/---

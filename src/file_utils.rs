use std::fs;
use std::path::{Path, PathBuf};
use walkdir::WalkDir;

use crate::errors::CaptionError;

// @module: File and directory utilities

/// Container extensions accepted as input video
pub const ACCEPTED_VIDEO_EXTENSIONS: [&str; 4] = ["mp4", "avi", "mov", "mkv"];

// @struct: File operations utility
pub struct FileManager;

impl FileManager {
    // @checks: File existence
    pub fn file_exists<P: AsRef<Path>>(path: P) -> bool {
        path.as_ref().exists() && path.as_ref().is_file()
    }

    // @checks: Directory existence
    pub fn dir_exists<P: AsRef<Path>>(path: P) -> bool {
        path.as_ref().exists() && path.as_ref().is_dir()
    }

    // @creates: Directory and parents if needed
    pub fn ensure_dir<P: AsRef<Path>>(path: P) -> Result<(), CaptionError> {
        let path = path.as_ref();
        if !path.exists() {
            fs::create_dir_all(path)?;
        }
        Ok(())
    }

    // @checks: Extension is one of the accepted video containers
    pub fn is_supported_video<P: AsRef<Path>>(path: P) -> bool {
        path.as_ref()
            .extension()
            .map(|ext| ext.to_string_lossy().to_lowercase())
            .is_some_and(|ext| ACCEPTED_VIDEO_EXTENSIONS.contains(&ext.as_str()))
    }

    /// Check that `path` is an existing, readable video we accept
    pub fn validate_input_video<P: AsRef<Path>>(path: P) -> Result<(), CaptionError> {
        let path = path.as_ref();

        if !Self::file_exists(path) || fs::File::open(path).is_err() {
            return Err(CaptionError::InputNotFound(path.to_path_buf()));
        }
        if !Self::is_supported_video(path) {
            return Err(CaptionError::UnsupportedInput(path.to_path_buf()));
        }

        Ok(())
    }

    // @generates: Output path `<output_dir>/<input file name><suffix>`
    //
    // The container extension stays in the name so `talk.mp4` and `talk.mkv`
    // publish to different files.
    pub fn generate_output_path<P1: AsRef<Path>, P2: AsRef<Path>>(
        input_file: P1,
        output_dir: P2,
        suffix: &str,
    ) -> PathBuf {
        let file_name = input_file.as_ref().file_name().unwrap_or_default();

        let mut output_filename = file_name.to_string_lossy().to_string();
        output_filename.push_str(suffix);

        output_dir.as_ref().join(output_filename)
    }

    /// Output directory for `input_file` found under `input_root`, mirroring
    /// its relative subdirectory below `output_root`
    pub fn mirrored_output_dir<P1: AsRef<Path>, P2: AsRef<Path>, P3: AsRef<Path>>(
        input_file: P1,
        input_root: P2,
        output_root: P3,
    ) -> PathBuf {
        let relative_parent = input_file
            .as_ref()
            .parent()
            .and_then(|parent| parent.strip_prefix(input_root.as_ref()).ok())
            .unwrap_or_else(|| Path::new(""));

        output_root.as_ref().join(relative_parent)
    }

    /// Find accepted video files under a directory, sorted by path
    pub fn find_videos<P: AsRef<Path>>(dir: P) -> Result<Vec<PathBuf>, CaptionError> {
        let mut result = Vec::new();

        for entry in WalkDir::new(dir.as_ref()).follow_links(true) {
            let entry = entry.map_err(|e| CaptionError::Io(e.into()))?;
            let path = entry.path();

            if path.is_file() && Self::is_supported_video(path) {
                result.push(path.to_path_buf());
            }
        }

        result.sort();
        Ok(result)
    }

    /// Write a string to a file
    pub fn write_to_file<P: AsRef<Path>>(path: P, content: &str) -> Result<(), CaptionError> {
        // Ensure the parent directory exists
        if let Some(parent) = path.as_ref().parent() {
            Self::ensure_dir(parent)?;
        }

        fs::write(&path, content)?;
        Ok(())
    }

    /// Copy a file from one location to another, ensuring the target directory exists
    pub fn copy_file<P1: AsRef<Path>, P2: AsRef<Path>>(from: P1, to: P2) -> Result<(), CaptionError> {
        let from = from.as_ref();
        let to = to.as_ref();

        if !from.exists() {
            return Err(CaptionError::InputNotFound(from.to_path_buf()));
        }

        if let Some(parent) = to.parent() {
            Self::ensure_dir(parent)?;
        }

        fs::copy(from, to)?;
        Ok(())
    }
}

\---
/---

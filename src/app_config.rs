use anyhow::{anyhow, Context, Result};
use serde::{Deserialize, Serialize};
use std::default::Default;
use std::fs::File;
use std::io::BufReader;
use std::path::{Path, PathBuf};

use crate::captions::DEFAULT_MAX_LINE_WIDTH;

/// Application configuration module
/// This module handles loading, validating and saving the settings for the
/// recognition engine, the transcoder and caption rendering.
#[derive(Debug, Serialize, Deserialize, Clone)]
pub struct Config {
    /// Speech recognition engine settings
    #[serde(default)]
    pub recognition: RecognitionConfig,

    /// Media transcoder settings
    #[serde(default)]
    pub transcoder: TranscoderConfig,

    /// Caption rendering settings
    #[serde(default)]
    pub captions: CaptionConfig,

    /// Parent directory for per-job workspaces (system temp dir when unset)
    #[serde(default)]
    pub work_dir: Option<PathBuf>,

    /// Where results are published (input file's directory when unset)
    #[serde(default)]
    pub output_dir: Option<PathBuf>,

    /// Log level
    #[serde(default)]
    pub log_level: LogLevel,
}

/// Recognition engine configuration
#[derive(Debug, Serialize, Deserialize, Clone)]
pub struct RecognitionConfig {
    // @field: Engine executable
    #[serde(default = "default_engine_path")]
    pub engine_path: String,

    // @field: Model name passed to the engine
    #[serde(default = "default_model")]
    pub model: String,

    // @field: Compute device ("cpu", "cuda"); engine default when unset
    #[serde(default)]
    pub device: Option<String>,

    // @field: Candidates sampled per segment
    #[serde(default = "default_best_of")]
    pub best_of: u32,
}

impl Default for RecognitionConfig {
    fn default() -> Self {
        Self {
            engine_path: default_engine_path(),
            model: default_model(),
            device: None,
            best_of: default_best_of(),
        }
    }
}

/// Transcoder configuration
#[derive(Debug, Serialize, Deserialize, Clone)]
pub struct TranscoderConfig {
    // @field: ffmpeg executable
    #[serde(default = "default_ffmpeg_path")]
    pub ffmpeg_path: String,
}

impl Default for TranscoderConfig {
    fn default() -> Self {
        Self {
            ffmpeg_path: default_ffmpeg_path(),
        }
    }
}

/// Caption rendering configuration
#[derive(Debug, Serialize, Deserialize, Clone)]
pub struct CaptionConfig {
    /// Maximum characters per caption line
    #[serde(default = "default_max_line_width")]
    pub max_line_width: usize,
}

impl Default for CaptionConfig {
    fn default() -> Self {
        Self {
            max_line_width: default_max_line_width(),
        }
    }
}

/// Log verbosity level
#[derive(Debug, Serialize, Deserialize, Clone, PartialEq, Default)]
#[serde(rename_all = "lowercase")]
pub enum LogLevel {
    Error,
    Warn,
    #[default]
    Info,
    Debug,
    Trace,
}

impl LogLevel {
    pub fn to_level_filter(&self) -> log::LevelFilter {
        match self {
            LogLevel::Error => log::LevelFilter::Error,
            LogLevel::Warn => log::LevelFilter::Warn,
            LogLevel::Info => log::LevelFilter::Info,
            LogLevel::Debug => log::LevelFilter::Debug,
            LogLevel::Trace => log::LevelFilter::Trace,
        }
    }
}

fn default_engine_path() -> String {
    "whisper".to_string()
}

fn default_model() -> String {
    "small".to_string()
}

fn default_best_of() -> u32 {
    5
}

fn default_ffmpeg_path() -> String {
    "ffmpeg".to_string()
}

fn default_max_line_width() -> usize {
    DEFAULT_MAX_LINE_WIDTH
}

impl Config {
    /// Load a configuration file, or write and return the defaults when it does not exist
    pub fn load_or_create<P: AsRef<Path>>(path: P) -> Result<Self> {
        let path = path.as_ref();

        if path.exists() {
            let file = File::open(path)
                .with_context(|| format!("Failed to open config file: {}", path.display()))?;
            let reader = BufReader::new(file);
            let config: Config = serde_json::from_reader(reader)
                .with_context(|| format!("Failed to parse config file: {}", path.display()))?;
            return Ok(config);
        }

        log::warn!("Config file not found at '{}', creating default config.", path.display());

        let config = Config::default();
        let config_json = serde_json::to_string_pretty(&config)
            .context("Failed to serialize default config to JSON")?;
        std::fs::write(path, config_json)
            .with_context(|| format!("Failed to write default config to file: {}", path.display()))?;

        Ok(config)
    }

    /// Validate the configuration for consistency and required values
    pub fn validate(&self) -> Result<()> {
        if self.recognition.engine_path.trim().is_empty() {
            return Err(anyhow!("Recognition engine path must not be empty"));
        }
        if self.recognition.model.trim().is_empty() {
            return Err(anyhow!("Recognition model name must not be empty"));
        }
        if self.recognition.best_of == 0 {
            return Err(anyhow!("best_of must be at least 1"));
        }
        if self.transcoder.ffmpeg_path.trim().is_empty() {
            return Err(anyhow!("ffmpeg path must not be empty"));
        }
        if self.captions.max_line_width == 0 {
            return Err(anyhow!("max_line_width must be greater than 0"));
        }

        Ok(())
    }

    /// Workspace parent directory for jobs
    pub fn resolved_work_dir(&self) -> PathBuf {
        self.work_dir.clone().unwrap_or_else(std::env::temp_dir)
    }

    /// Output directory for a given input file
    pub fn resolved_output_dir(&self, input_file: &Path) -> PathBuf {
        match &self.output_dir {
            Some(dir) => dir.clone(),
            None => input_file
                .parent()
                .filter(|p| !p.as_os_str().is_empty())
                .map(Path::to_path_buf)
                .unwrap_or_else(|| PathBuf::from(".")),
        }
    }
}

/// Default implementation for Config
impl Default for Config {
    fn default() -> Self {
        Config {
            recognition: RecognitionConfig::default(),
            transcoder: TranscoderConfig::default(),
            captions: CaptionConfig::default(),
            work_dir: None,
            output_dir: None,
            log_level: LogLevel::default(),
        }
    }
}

\---
/---

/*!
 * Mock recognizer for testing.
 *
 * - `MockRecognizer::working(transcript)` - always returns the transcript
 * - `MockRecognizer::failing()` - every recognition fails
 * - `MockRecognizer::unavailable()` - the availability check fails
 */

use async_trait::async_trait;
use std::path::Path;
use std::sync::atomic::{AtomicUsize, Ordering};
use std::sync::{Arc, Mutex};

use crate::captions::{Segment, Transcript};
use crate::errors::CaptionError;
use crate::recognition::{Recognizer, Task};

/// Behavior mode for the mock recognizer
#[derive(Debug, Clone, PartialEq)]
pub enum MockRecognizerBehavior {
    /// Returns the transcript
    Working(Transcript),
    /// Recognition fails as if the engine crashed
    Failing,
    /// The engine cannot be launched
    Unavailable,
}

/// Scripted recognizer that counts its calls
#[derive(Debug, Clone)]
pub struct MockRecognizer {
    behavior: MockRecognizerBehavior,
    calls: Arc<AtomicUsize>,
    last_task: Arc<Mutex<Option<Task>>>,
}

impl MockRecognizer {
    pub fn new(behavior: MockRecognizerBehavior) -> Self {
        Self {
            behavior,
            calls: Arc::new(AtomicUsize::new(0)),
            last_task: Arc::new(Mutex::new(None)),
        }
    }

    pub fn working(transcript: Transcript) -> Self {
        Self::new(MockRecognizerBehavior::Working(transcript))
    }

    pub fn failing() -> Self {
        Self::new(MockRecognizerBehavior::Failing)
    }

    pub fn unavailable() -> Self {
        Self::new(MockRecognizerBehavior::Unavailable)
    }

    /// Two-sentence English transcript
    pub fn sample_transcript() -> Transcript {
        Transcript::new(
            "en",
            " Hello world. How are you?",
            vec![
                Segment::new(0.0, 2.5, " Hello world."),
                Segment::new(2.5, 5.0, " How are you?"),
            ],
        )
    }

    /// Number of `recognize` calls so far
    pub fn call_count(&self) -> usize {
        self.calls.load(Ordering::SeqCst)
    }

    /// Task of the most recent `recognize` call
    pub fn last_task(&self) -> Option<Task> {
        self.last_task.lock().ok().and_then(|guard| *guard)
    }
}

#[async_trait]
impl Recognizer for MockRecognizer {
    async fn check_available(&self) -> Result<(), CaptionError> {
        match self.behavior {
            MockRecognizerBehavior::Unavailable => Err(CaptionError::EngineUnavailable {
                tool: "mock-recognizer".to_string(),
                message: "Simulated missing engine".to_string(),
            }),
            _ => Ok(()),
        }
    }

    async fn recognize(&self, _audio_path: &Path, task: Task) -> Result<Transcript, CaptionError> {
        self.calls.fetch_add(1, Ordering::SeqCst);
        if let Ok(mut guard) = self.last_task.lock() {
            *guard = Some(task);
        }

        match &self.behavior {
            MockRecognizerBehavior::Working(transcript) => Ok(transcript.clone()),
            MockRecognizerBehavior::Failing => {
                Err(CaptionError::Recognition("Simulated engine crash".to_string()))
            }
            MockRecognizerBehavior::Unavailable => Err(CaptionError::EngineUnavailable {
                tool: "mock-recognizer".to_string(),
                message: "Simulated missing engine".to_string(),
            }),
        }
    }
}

\---

> [The task]
From the entries above, extract only the lines running from the one containing "filename src/file_utils.rs" through the one containing "video we accept", inclusive.

> [Response area]
filename src/file_utils.rs
use std::fs;
use std::path::{Path, PathBuf};
use walkdir::WalkDir;

use crate::errors::CaptionError;

// @module: File and directory utilities

/// Container extensions accepted as input video
pub const ACCEPTED_VIDEO_EXTENSIONS: [&str; 4] = ["mp4", "avi", "mov", "mkv"];

// @struct: File operations utility
pub struct FileManager;

impl FileManager {
    // @checks: File existence
    pub fn file_exists<P: AsRef<Path>>(path: P) -> bool {
        path.as_ref().exists() && path.as_ref().is_file()
    }

    // @checks: Directory existence
    pub fn dir_exists<P: AsRef<Path>>(path: P) -> bool {
        path.as_ref().exists() && path.as_ref().is_dir()
    }

    // @creates: Directory and parents if needed
    pub fn ensure_dir<P: AsRef<Path>>(path: P) -> Result<(), CaptionError> {
        let path = path.as_ref();
        if !path.exists() {
            fs::create_dir_all(path)?;
        }
        Ok(())
    }

    // @checks: Extension is one of the accepted video containers
    pub fn is_supported_video<P: AsRef<Path>>(path: P) -> bool {
        path.as_ref()
            .extension()
            .map(|ext| ext.to_string_lossy().to_lowercase())
            .is_some_and(|ext| ACCEPTED_VIDEO_EXTENSIONS.contains(&ext.as_str()))
    }

    /// Check that `path` is an existing, readable video we accept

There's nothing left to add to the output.